We eagerly embraced our roles as new parents and for us, there is nothing but joy, celebration and relief. Everyday is filled with explosive love for our boy. The pain, anxiety and fear that accompanied us every day for the past 6+ months has been washed away when we were finally re-united with him.
Despite the awe-inspiring happiness we felt, we did not have to look far to find grief and heartbreak. Undeniable and unavoidable heartbreak. Our son will be taken away from everything he finds familiar and safe. Before researching all the necessary adoption parenting topics (i.e. attachment, development, adoption related grief and loss), I would of assumed if babies were too young to remember the trauma, then it would have little to no effect on them. WRONG. WRONG. WRONG. Just because a baby will not be able to recall the events does not mean he will not be affected by the trauma and loss.
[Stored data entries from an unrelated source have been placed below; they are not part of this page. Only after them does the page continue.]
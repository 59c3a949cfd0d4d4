use argon2::{
    Argon2,
    password_hash::{PasswordHash, PasswordHasher, PasswordVerifier, SaltString, rand_core::OsRng},
};

use super::error::CryptResult;

pub fn hash_password(password: &str) -> CryptResult<String> {
    let salt = SaltString::generate(&mut OsRng);
    let hash = Argon2::default()
        .hash_password(password.as_bytes(), &salt)?
        .to_string();

    Ok(hash)
}

/// Returns `Ok(false)` on mismatch. Errors only when `hash` is not a PHC string.
pub fn verify_password(hash: &str, password: &str) -> CryptResult<bool> {
    let parsed = PasswordHash::new(hash)?;

    match Argon2::default().verify_password(password.as_bytes(), &parsed) {
        Ok(()) => Ok(true),
        Err(argon2::password_hash::Error::Password) => Ok(false),
        Err(e) => Err(e.into()),
    }
}
use chrono::{Duration, Utc};
use jsonwebtoken::{DecodingKey, EncodingKey, Header, TokenData, Validation};
use serde::{Deserialize, Serialize};
use uuid::Uuid;

#[derive(Debug, Clone, Serialize, Deserialize)]
pub struct UserClaims {
    pub sub: String,
    pub exp: i64,
}

impl UserClaims {
    /// Claims for a session cookie that lives one day.
    pub fn session(user_id: Uuid) -> Self {
        Self {
            sub: user_id.to_string(),
            exp: (Utc::now() + Duration::days(1)).timestamp(),
        }
    }
}

pub fn generate_token<K: AsRef<[u8]>>(
    claims: UserClaims,
    key: K,
) -> jsonwebtoken::errors::Result<String> {
    let header = Header::default();
    let key = EncodingKey::from_secret(key.as_ref());

    let token = jsonwebtoken::encode(&header, &claims, &key)?;
    Ok(token)
}

pub fn process_token<K: AsRef<[u8]>>(
    token: &str,
    key: K,
) -> jsonwebtoken::errors::Result<TokenData<UserClaims>> {
    let validation = Validation::default();
    let key = DecodingKey::from_secret(key.as_ref());

    let claims = jsonwebtoken::decode::<UserClaims>(token, &key, &validation)?;
    Ok(claims)
}
use crate::impl_paginatable_for;
use crate::model::repo::ResourceTyped;
use crate::model::{ModelManager, error::DatabaseResult, repo::CrudRepository};
use crate::web::AuthenticatedUser;
use async_trait::async_trait;
use serde::{Deserialize, Serialize};
use sqlx::prelude::FromRow;
use uuid::Uuid;

#[derive(Debug, Serialize, Deserialize, FromRow, utoipa::ToSchema)]
pub struct Instructor {
    id: Uuid,
    user_id: Uuid,
    full_time: bool,
    total_learners: i32,
}

#[derive(Debug, Deserialize, Serialize, utoipa::ToSchema)]
pub struct InstructorCreate {
    pub user_id: Uuid,
    pub full_time: Option<bool>,
    pub total_learners: Option<i32>,
}

impl ResourceTyped for Instructor {
    fn get_resource_type() -> crate::model::ResourceType {
        crate::model::ResourceType::Instructor
    }
}

impl Instructor {
    pub fn id(&self) -> Uuid {
        self.id
    }

    pub fn user_id(&self) -> Uuid {
        self.user_id
    }

    pub fn full_time(&self) -> bool {
        self.full_time
    }

    pub fn total_learners(&self) -> i32 {
        self.total_learners
    }
}

#[async_trait]
impl CrudRepository<Instructor, InstructorCreate, Uuid> for Instructor {
    async fn create(
        mm: &ModelManager,
        _actor: &AuthenticatedUser,
        data: InstructorCreate,
    ) -> DatabaseResult<Self> {
        let row = sqlx::query_as(
            r#"
            INSERT INTO instructors (id, user_id, full_time, total_learners)
            VALUES ($1,$2,$3,$4)
            RETURNING id, user_id, full_time, total_learners
            "#,
        )
        .bind(Uuid::new_v4())
        .bind(data.user_id)
        .bind(data.full_time.unwrap_or(true))
        .bind(data.total_learners.unwrap_or(0))
        .fetch_one(mm.executor())
        .await?;

        Ok(row)
    }

    async fn update(
        mut self,
        mm: &ModelManager,
        _actor: &AuthenticatedUser,
        data: InstructorCreate,
    ) -> DatabaseResult<Self> {
        let full_time = data.full_time.unwrap_or(self.full_time);
        let total_learners = data.total_learners.unwrap_or(self.total_learners);

        sqlx::query(
            "UPDATE instructors SET user_id = $1, full_time = $2, total_learners = $3 WHERE id = $4",
        )
        .bind(data.user_id)
        .bind(full_time)
        .bind(total_learners)
        .bind(self.id)
        .execute(mm.executor())
        .await?;

        self.user_id = data.user_id;
        self.full_time = full_time;
        self.total_learners = total_learners;
        Ok(self)
    }

    async fn delete(self, mm: &ModelManager, _actor: &AuthenticatedUser) -> DatabaseResult<()> {
        sqlx::query("DELETE FROM instructors WHERE id = $1")
            .bind(self.id)
            .execute(mm.executor())
            .await?;
        Ok(())
    }

    async fn find_by_id(
        mm: &ModelManager,
        _actor: &AuthenticatedUser,
        id: Uuid,
    ) -> DatabaseResult<Option<Self>> {
        let result = sqlx::query_as("SELECT * FROM instructors WHERE id = $1")
            .bind(id)
            .fetch_optional(mm.executor())
            .await?;
        Ok(result)
    }

    async fn list(
        mm: &ModelManager,
        _actor: &AuthenticatedUser,
        limit: i64,
        offset: i64,
    ) -> DatabaseResult<Vec<Self>> {
        let result = sqlx::query_as("SELECT * FROM instructors ORDER BY id LIMIT $1 OFFSET $2")
            .bind(limit)
            .bind(offset)
            .fetch_all(mm.executor())
            .await?;
        Ok(result)
    }

    async fn count(mm: &ModelManager, _actor: &AuthenticatedUser) -> DatabaseResult<i64> {
        let result: i64 = sqlx::query_scalar("SELECT COUNT(*) FROM instructors")
            .fetch_one(mm.executor())
            .await?;

        Ok(result)
    }
}

impl_paginatable_for!(Instructor, InstructorCreate, Uuid);

/// Instructor joined with the user it extends, for course pages.
#[derive(Debug, Serialize, Deserialize, sqlx::FromRow, utoipa::ToSchema)]
pub struct InstructorProfileRow {
    pub id: Uuid,
    pub username: String,
    pub first_name: String,
    pub last_name: String,
    pub full_time: bool,
}

impl InstructorProfileRow {
    pub async fn all_by_course(
        mm: &ModelManager,
        _actor: &AuthenticatedUser,
        course_id: Uuid,
    ) -> DatabaseResult<Vec<Self>> {
        let rows = sqlx::query_as(
            r#"
            SELECT i.id, u.username, u.first_name, u.last_name, i.full_time
            FROM course_instructors ci
            JOIN instructors i ON i.id = ci.instructor_id
            JOIN users u ON u.id = i.user_id
            WHERE ci.course_id = $1
            ORDER BY u.last_name, u.first_name
            "#,
        )
        .bind(course_id)
        .fetch_all(mm.executor())
        .await?;

        Ok(rows)
    }
}
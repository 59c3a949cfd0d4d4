use serde::{Deserialize, Serialize};

use crate::{
    model::{ModelManager, error::DatabaseResult},
    web::AuthenticatedUser,
};

#[derive(Debug, Clone)]
pub enum ResourceType {
    User,
    Instructor,
    Learner,
    Course,
    Lesson,
    Enrollment,
    Question,
    Choice,
    Submission,
}

#[derive(Debug, Clone, Serialize, Deserialize, utoipa::ToSchema)]
pub struct Page<T> {
    pub items: Vec<T>,
    pub total: i64,
    pub limit: i64,
    pub offset: i64,
}

impl<T> Page<T> {
    pub fn new(items: Vec<T>, total: i64, limit: i64, offset: i64) -> Self {
        Self {
            items,
            total,
            limit,
            offset,
        }
    }
}

pub trait ResourceTyped {
    fn get_resource_type() -> ResourceType;
}

#[async_trait::async_trait]
pub trait CrudRepository<T, CreateUpdate, V>
where
    T: ResourceTyped,
    V: Clone + Copy,
{
    async fn create(
        mm: &ModelManager,
        actor: &AuthenticatedUser,
        data: CreateUpdate,
    ) -> DatabaseResult<T>;
    async fn update(
        self,
        mm: &ModelManager,
        actor: &AuthenticatedUser,
        data: CreateUpdate,
    ) -> DatabaseResult<T>
    where
        Self: Sized;

    async fn delete(self, mm: &ModelManager, actor: &AuthenticatedUser) -> DatabaseResult<()>
    where
        Self: Sized;

    async fn find_by_id(
        mm: &ModelManager,
        actor: &AuthenticatedUser,
        id: V,
    ) -> DatabaseResult<Option<T>>;
    async fn list(
        mm: &ModelManager,
        actor: &AuthenticatedUser,
        limit: i64,
        offset: i64,
    ) -> DatabaseResult<Vec<T>>;
    async fn count(mm: &ModelManager, actor: &AuthenticatedUser) -> DatabaseResult<i64>;
}

#[async_trait::async_trait]
pub trait PaginatableRepository<T, CreateUpdate, V>
where
    T: ResourceTyped + CrudRepository<T, CreateUpdate, V>,
    V: Clone + Copy,
{
    async fn page(
        mm: &ModelManager,
        actor: &AuthenticatedUser,
        limit: i64,
        offset: i64,
    ) -> DatabaseResult<Page<T>>;
}

#[macro_export]
macro_rules! impl_paginatable_for {
    ($ent:ident, $ent_create:ident, $ent_id:ident) => {
        #[async_trait::async_trait]
        impl $crate::model::PaginatableRepository<$ent, $ent_create, $ent_id> for $ent {
            async fn page(
                mm: &ModelManager,
                actor: &AuthenticatedUser,
                limit: i64,
                offset: i64,
            ) -> DatabaseResult<$crate::model::Page<$ent>> {
                let items = $ent::list(mm, actor, limit, offset).await?;
                let count = $ent::count(mm, actor).await?;
                Ok($crate::model::Page::new(items, count, limit, offset))
            }
        }
    };
}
Even the expert advice on transition seems quite inadequate for a baby that will be removed from everything familiar. Every new experience with his new family, will be strange to him. He will look around searching for a familiar face that will not be there. We will smell different. We will feel different. His food and formula will taste different. We will hold him differently. Our voices will not soothe him as he will not recognize the language, the lullabies or the voices. We will bring him home to a different climate and timezone. Everything safe and familiar in his world, will be virtually gone. His heart will break. He will feel loss and despair. We can do nothing but hold him, reassure him and love him through his pain.
We learned babies will grieve differently. Some are loud and cry inconsolably. Some are depressed and despondent. Some exhibit only subtle clues that may only be obvious in retrospect or to those closest to him. We watched Tristan closely.
To the world, our beautiful baby appeared un-phased by the enormous change thrust upon him. He did not cry or fuss inappropriately. He was considered an ‘easy’ baby. We did our best to keep Tristan in a stress-free nurturing loving environment and he indeed did, very well. But to suggest he was unscathed by his losses would be discounting the first 6 ½ months of his life. We watched as he quietly tried to make sense of this new unfamiliar world. He experienced bouts of night terrors and nightmares. We had to work hard for his smiles. He didn't laugh out loud or squeal for a good solid month or more. It was expected and healthy for him to do this. He was greatly attached to his foster family and they loved him deeply without limits. This gave Tristan the foundation every baby must have.
The foster mom cared for him as she did her own children. She had 4 beautiful children and a husband who doted on Tristan. When we picked up Tristan, taking him from her arms one last time was very difficult. She was strong and full of amazing courage and grace. It was always upsetting to me when people try to downplay the pain and grief the foster mothers experience when the adoption is complete. To our son, she was the center of his world for most of his life and now she would be gone. Of course this transition was unavoidable, but it was still difficult to find peace in it.
The foster mom sent us home with a beautiful journal that each member of her family wrote pages in. They each spoke of their time with Tristan and how he will always be a part of their family. What a priceless gift my son will have when he is older. I often wonder if she has any idea how grateful we are for what she does. Hopefully we will have the opportunity to meet with the family again when we travel back to Guatemala.